# EXERCISE AIM:
All of the data below should be output exactly as given.

######

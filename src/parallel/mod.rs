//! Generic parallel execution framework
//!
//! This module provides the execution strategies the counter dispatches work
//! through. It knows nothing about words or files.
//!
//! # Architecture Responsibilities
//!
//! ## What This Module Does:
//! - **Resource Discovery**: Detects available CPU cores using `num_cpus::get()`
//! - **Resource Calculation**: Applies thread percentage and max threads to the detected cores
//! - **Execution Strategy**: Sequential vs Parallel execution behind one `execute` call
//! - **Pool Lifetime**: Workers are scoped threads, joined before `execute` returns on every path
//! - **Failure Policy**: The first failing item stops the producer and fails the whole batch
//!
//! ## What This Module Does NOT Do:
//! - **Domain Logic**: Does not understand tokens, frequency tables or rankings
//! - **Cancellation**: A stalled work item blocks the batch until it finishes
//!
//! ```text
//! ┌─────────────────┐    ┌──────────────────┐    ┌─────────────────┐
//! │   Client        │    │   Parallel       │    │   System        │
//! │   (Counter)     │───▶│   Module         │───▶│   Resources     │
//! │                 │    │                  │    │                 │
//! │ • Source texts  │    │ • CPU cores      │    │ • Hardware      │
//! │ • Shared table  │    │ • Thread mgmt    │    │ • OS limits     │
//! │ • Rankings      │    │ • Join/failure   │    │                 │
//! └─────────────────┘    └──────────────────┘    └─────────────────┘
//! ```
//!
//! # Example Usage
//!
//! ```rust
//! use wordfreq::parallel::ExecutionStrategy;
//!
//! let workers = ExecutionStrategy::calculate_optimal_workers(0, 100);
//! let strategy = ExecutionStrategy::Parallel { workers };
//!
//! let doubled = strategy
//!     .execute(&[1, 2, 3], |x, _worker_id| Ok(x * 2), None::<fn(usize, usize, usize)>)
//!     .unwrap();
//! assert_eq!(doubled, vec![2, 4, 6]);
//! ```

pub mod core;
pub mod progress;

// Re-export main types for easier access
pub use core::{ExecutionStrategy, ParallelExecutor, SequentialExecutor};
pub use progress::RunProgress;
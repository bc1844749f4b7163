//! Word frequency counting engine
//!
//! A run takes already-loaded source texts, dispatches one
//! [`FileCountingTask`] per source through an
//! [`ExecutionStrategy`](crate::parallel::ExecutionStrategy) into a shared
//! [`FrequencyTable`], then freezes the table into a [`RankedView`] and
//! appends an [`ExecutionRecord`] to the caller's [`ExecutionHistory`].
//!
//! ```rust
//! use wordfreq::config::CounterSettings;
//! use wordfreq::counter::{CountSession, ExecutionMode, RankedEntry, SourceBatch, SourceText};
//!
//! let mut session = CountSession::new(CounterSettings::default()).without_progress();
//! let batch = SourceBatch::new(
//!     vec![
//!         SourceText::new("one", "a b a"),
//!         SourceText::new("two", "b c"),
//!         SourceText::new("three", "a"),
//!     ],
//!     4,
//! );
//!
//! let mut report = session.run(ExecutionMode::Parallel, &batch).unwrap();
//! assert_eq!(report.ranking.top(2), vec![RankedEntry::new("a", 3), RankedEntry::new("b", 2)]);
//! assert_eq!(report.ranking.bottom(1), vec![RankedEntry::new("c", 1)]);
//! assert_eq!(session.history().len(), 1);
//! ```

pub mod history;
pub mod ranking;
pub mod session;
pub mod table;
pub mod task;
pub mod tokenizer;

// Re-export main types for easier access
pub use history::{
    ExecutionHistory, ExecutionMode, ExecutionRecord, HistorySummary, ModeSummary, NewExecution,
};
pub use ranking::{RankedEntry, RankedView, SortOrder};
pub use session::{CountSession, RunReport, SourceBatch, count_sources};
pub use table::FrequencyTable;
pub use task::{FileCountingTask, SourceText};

######

# OUTPUT BELOW:
filename src/parallel/mod.rs
//! Generic parallel execution framework
//!
//! This module provides the execution strategies the counter dispatches work
//! through. It knows nothing about words or files.
//!
//! # Architecture Responsibilities
//!
//! ## What This Module Does:
//! - **Resource Discovery**: Detects available CPU cores using `num_cpus::get()`
//! - **Resource Calculation**: Applies thread percentage and max threads to the detected cores
//! - **Execution Strategy**: Sequential vs Parallel execution behind one `execute` call
//! - **Pool Lifetime**: Workers are scoped threads, joined before `execute` returns on every path
//! - **Failure Policy**: The first failing item stops the producer and fails the whole batch
//!
//! ## What This Module Does NOT Do:
//! - **Domain Logic**: Does not understand tokens, frequency tables or rankings
//! - **Cancellation**: A stalled work item blocks the batch until it finishes
//!
//! ```text
//! ┌─────────────────┐    ┌──────────────────┐    ┌─────────────────┐
//! │   Client        │    │   Parallel       │    │   System        │
//! │   (Counter)     │───▶│   Module         │───▶│   Resources     │
//! │                 │    │                  │    │                 │
//! │ • Source texts  │    │ • CPU cores      │    │ • Hardware      │
//! │ • Shared table  │    │ • Thread mgmt    │    │ • OS limits     │
//! │ • Rankings      │    │ • Join/failure   │    │                 │
//! └─────────────────┘    └──────────────────┘    └─────────────────┘
//! ```
//!
//! # Example Usage
//!
//! ```rust
//! use wordfreq::parallel::ExecutionStrategy;
//!
//! let workers = ExecutionStrategy::calculate_optimal_workers(0, 100);
//! let strategy = ExecutionStrategy::Parallel { workers };
//!
//! let doubled = strategy
//!     .execute(&[1, 2, 3], |x, _worker_id| Ok(x * 2), None::<fn(usize, usize, usize)>)
//!     .unwrap();
//! assert_eq!(doubled, vec![2, 4, 6]);
//! ```

pub mod core;
pub mod progress;

// Re-export main types for easier access
pub use core::{ExecutionStrategy, ParallelExecutor, SequentialExecutor};
pub use progress::RunProgress;
repository bc1844749f4b7163
//! Word frequency counting engine
//!
//! A run takes already-loaded source texts, dispatches one
//! [`FileCountingTask`] per source through an
//! [`ExecutionStrategy`](crate::parallel::ExecutionStrategy) into a shared
//! [`FrequencyTable`], then freezes the table into a [`RankedView`] and
//! appends an [`ExecutionRecord`] to the caller's [`ExecutionHistory`].
//!
//! ```rust
//! use wordfreq::config::CounterSettings;
//! use wordfreq::counter::{CountSession, ExecutionMode, RankedEntry, SourceBatch, SourceText};
//!
//! let mut session = CountSession::new(CounterSettings::default()).without_progress();
//! let batch = SourceBatch::new(
//!     vec![
//!         SourceText::new("one", "a b a"),
//!         SourceText::new("two", "b c"),
//!         SourceText::new("three", "a"),
//!     ],
//!     4,
//! );
//!
//! let mut report = session.run(ExecutionMode::Parallel, &batch).unwrap();
//! assert_eq!(report.ranking.top(2), vec![RankedEntry::new("a", 3), RankedEntry::new("b", 2)]);
//! assert_eq!(report.ranking.bottom(1), vec![RankedEntry::new("c", 1)]);
//! assert_eq!(session.history().len(), 1);
//! ```

pub mod history;
pub mod ranking;
pub mod session;
pub mod table;
pub mod task;
pub mod tokenizer;

// Re-export main types for easier access
pub use history::{
    ExecutionHistory, ExecutionMode, ExecutionRecord, HistorySummary, ModeSummary, NewExecution,
};
pub use ranking::{RankedEntry, RankedView, SortOrder};
pub use session::{CountSession, RunReport, SourceBatch, count_sources};
pub use table::FrequencyTable;
pub use task::{FileCountingTask, SourceText};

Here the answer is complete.